Venendo ai servizi residenziali (case di riposo) siamo ancora in una situazione interlocutoria. Il Decreto attuativo, infatti, non contiene indicazioni puntuali e rimanda ad un successivo ulteriore Decreto.
La Legge 33, infine, comprendeva la riforma dell’indennità di accompagnamento, la misura più diffusa. È un contributo monetario in somma fissa (531 Euro mensili) senza vincoli d’uso, divenuto un simbolo del cattivo impiego delle risorse pubbliche. Era stato previsto un intervento ispirato alle direttrici condivise dal dibattito tecnico, in particolare: i) mantenimento dell’accesso solo in base al bisogno di assistenza (universalismo), ii) graduazione dell’ammontare secondo tale bisogno, iii) possibilità di utilizzare l’indennità per fruire di servizi alla persona regolari e di qualità (badanti o organizzazioni del terzo settore), in questo caso ricevendo un importo maggiore.

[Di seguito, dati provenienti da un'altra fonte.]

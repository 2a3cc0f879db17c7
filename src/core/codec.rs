//! Packs asset and cash records into single 256-bit words and back.
//!
//! Word layouts:
//!
//! - asset: token contract in bits 255..96, token id in bits 95..72,
//!   value in bits 71..0
//! - cash: initiation fee in the high 128 bits, cash-to-be-added in the
//!   low 128 bits
//!
//! Decoding is total: out-of-range bits are masked off, never rejected.
//! Encoding is where validation lives — record shape plus the token's
//! capability attestation.

use alloy_primitives::{Address, U256};

use crate::core::asset::{AssetRecord, TOKEN_ID_MAX, VALUE_MAX};
use crate::core::cash::CashRecord;
use crate::core::error::EscrowError;
use crate::ports::CapabilityProbe;

const TOKEN_SHIFT: usize = 96;
const TOKEN_ID_SHIFT: usize = 72;
const CASH_SHIFT: usize = 128;

fn value_mask() -> U256 {
    (U256::from(1u8) << TOKEN_ID_SHIFT) - U256::from(1u8)
}

/// Pack an asset record into its 256-bit word. Pure and total; numeric
/// fields are masked to their packed widths.
pub fn pack_asset(record: &AssetRecord) -> U256 {
    let token = U256::from_be_slice(record.token.as_slice());
    (token << TOKEN_SHIFT)
        | (U256::from(record.token_id & TOKEN_ID_MAX) << TOKEN_ID_SHIFT)
        | U256::from(record.value & VALUE_MAX)
}

/// Decode a 256-bit word into an asset record. Total inverse of
/// [`pack_asset`] for any input word.
pub fn decode_asset(word: U256) -> AssetRecord {
    let bytes = word.to_be_bytes::<32>();
    AssetRecord {
        token: Address::from_slice(&bytes[..20]),
        token_id: ((word >> TOKEN_ID_SHIFT) & U256::from(TOKEN_ID_MAX)).to::<u32>(),
        value: (word & value_mask()).to::<u128>(),
    }
}

/// Validate and pack an asset record.
///
/// Fails with [`EscrowError::InvalidAssetsProvided`] on a sentinel token or
/// out-of-width fields, and with
/// [`EscrowError::FailedToValidateInterfaceSupport`] when the token contract
/// does not attest to the transfer capability the record's mode requires.
pub fn encode_asset<P: CapabilityProbe>(
    probe: &P,
    record: &AssetRecord,
) -> Result<U256, EscrowError> {
    if !record.is_well_formed() {
        return Err(EscrowError::InvalidAssetsProvided);
    }
    let capability = record.capability();
    if !probe.supports_capability(record.token, capability) {
        return Err(EscrowError::FailedToValidateInterfaceSupport {
            token: record.token,
            capability,
        });
    }
    Ok(pack_asset(record))
}

/// Validate and pack a sequence of asset records in order.
pub fn encode_asset_set<P: CapabilityProbe>(
    probe: &P,
    records: &[AssetRecord],
) -> Result<Vec<U256>, EscrowError> {
    records.iter().map(|r| encode_asset(probe, r)).collect()
}

/// Batch helper: validate and pack two parallel asset-record lists from
/// structured input, preserving each list's order.
pub fn encode_asset_lists<P: CapabilityProbe>(
    probe: &P,
    offered: &[AssetRecord],
    requested: &[AssetRecord],
) -> Result<(Vec<U256>, Vec<U256>), EscrowError> {
    Ok((
        encode_asset_set(probe, offered)?,
        encode_asset_set(probe, requested)?,
    ))
}

/// Pack a cash record into its 256-bit word. Total by construction: both
/// fields are 128-bit at the type level.
pub fn encode_cash(record: &CashRecord) -> U256 {
    (U256::from(record.initiation_fee) << CASH_SHIFT) | U256::from(record.cash_to_be_added)
}

/// Decode a 256-bit word into a cash record. Total inverse of
/// [`encode_cash`].
pub fn decode_cash(word: U256) -> CashRecord {
    CashRecord {
        initiation_fee: (word >> CASH_SHIFT).to::<u128>(),
        cash_to_be_added: (word & U256::from(u128::MAX)).to::<u128>(),
    }
}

Nel passaggio al decreto, tuttavia, anche la revisione dell’indennità è scomparsa. La prestazione universale, di cui si è molto parlato quando è uscito il decreto, nella legge delega era un’altra cosa: si trattava – appunto – della riforma strutturale dell’indennità sopra delineata. Nel decreto, invece, è divenuta un intervento temporaneo che lascia immutata l’indennità e vi aggiunge ulteriori risorse. Una misura che si colloca nell’antica tradizione italiana di non riformare ma di aggiungere qualcosa all’esistente, lasciandolo così com’è.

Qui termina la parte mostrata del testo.